**TASK DESCRIPTION**
Would you transcribe each of the entries exactly, with nothing added or dropped?

[Opening GIVEN INFORMATION section]

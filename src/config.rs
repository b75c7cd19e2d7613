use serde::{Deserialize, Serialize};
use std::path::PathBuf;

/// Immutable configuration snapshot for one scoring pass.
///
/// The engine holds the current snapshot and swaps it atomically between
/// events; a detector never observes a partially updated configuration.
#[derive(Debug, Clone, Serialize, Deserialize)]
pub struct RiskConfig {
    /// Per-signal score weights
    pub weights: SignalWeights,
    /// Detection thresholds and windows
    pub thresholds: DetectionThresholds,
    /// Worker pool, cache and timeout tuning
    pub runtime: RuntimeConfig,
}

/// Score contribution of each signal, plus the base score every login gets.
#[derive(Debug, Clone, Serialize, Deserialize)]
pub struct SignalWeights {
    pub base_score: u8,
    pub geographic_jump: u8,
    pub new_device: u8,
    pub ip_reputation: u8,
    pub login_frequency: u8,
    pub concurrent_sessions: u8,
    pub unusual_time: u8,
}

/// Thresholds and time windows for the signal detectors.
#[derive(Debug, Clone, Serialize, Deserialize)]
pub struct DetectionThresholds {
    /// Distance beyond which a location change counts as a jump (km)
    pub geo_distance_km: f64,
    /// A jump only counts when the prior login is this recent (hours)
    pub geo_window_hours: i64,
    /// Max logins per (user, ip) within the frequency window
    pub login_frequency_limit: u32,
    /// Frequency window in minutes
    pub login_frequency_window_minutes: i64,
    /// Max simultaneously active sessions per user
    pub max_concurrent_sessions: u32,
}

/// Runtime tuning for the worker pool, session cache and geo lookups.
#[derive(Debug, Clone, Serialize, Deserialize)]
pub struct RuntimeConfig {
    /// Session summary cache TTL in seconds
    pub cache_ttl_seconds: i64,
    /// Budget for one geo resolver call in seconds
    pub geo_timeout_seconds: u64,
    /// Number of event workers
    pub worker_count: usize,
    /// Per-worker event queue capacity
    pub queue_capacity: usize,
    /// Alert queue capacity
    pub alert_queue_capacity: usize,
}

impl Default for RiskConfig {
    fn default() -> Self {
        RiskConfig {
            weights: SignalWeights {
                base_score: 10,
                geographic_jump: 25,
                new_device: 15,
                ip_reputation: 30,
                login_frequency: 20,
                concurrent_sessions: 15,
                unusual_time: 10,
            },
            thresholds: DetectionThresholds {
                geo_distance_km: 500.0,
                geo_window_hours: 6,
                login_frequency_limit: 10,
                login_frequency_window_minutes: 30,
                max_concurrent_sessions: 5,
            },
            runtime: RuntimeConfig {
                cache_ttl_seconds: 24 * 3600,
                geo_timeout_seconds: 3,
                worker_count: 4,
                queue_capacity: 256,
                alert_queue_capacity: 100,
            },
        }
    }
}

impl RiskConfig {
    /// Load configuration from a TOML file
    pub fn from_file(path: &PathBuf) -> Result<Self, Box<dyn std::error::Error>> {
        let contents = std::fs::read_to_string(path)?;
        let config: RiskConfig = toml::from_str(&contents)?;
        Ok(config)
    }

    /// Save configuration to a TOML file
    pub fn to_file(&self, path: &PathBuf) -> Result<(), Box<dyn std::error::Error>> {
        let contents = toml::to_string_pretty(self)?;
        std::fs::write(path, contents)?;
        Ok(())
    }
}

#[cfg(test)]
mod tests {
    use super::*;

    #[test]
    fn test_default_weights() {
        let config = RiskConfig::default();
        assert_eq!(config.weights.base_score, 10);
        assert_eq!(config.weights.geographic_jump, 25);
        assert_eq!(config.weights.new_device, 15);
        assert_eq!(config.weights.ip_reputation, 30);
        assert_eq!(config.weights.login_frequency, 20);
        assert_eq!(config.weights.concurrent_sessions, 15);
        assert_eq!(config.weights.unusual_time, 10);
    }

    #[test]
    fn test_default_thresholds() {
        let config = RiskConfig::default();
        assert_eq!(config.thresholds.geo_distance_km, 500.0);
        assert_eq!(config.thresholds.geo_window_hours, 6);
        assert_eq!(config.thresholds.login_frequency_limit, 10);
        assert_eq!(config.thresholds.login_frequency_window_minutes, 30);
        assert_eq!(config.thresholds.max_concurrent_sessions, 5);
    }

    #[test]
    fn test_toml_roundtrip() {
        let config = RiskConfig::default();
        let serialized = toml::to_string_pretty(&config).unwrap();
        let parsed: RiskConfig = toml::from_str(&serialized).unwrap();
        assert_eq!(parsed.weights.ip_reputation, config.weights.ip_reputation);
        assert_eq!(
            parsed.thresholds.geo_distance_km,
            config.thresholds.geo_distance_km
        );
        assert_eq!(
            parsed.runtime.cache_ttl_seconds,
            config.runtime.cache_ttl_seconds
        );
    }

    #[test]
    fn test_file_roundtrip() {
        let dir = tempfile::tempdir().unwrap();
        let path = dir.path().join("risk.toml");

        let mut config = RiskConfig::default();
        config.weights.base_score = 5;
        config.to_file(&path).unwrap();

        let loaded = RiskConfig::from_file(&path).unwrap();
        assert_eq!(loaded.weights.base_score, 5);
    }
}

[Closing GIVEN INFORMATION section]

**ANSWER TO THIS TASK**
filename src/config.rs
repository b75c7cd19e2d7613
use serde::{Deserialize, Serialize};
use std::path::PathBuf;

/// Immutable configuration snapshot for one scoring pass.
///
/// The engine holds the current snapshot and swaps it atomically between
/// events; a detector never observes a partially updated configuration.
#[derive(Debug, Clone, Serialize, Deserialize)]
pub struct RiskConfig {
    /// Per-signal score weights
    pub weights: SignalWeights,
    /// Detection thresholds and windows
    pub thresholds: DetectionThresholds,
    /// Worker pool, cache and timeout tuning
    pub runtime: RuntimeConfig,
}

/// Score contribution of each signal, plus the base score every login gets.
#[derive(Debug, Clone, Serialize, Deserialize)]
pub struct SignalWeights {
    pub base_score: u8,
    pub geographic_jump: u8,
    pub new_device: u8,
    pub ip_reputation: u8,
    pub login_frequency: u8,
    pub concurrent_sessions: u8,
    pub unusual_time: u8,
}

/// Thresholds and time windows for the signal detectors.
#[derive(Debug, Clone, Serialize, Deserialize)]
pub struct DetectionThresholds {
    /// Distance beyond which a location change counts as a jump (km)
    pub geo_distance_km: f64,
    /// A jump only counts when the prior login is this recent (hours)
    pub geo_window_hours: i64,
    /// Max logins per (user, ip) within the frequency window
    pub login_frequency_limit: u32,
    /// Frequency window in minutes
    pub login_frequency_window_minutes: i64,
    /// Max simultaneously active sessions per user
    pub max_concurrent_sessions: u32,
}

/// Runtime tuning for the worker pool, session cache and geo lookups.
#[derive(Debug, Clone, Serialize, Deserialize)]
pub struct RuntimeConfig {
    /// Session summary cache TTL in seconds
    pub cache_ttl_seconds: i64,
    /// Budget for one geo resolver call in seconds
    pub geo_timeout_seconds: u64,
    /// Number of event workers
    pub worker_count: usize,
    /// Per-worker event queue capacity
    pub queue_capacity: usize,
    /// Alert queue capacity
    pub alert_queue_capacity: usize,
}

impl Default for RiskConfig {
    fn default() -> Self {
        RiskConfig {
            weights: SignalWeights {
                base_score: 10,
                geographic_jump: 25,
                new_device: 15,
                ip_reputation: 30,
                login_frequency: 20,
                concurrent_sessions: 15,
                unusual_time: 10,
            },
            thresholds: DetectionThresholds {
                geo_distance_km: 500.0,
                geo_window_hours: 6,
                login_frequency_limit: 10,
                login_frequency_window_minutes: 30,
                max_concurrent_sessions: 5,
            },
            runtime: RuntimeConfig {
                cache_ttl_seconds: 24 * 3600,
                geo_timeout_seconds: 3,
                worker_count: 4,
                queue_capacity: 256,
                alert_queue_capacity: 100,
            },
        }
    }
}

impl RiskConfig {
    /// Load configuration from a TOML file
    pub fn from_file(path: &PathBuf) -> Result<Self, Box<dyn std::error::Error>> {
        let contents = std::fs::read_to_string(path)?;
        let config: RiskConfig = toml::from_str(&contents)?;
        Ok(config)
    }

    /// Save configuration to a TOML file
    pub fn to_file(&self, path: &PathBuf) -> Result<(), Box<dyn std::error::Error>> {
        let contents = toml::to_string_pretty(self)?;
        std::fs::write(path, contents)?;
        Ok(())
    }
}

#[cfg(test)]
mod tests {
    use super::*;

    #[test]
    fn test_default_weights() {
        let config = RiskConfig::default();
        assert_eq!(config.weights.base_score, 10);
        assert_eq!(config.weights.geographic_jump, 25);
        assert_eq!(config.weights.new_device, 15);
        assert_eq!(config.weights.ip_reputation, 30);
        assert_eq!(config.weights.login_frequency, 20);
        assert_eq!(config.weights.concurrent_sessions, 15);
        assert_eq!(config.weights.unusual_time, 10);
    }

    #[test]
    fn test_default_thresholds() {
        let config = RiskConfig::default();
        assert_eq!(config.thresholds.geo_distance_km, 500.0);
        assert_eq!(config.thresholds.geo_window_hours, 6);
        assert_eq!(config.thresholds.login_frequency_limit, 10);
        assert_eq!(config.thresholds.login_frequency_window_minutes, 30);
        assert_eq!(config.thresholds.max_concurrent_sessions, 5);
    }

    #[test]
    fn test_toml_roundtrip() {
        let config = RiskConfig::default();
        let serialized = toml::to_string_pretty(&config).unwrap();
        let parsed: RiskConfig = toml::from_str(&serialized).unwrap();
        assert_eq!(parsed.weights.ip_reputation, config.weights.ip_reputation);
        assert_eq!(
            parsed.thresholds.geo_distance_km,
            config.thresholds.geo_distance_km
        );
        assert_eq!(
            parsed.runtime.cache_ttl_seconds,
            config.runtime.cache_ttl_seconds
        );
    }

    #[test]
    fn test_file_roundtrip() {
        let dir = tempfile::tempdir().unwrap();
        let path = dir.path().join("risk.toml");

        let mut config = RiskConfig::default();
        config.weights.base_score = 5;
        config.to_file(&path).unwrap();

        let loaded = RiskConfig::from_file(&path).unwrap();
        assert_eq!(loaded.weights.base_score, 5);
    }
}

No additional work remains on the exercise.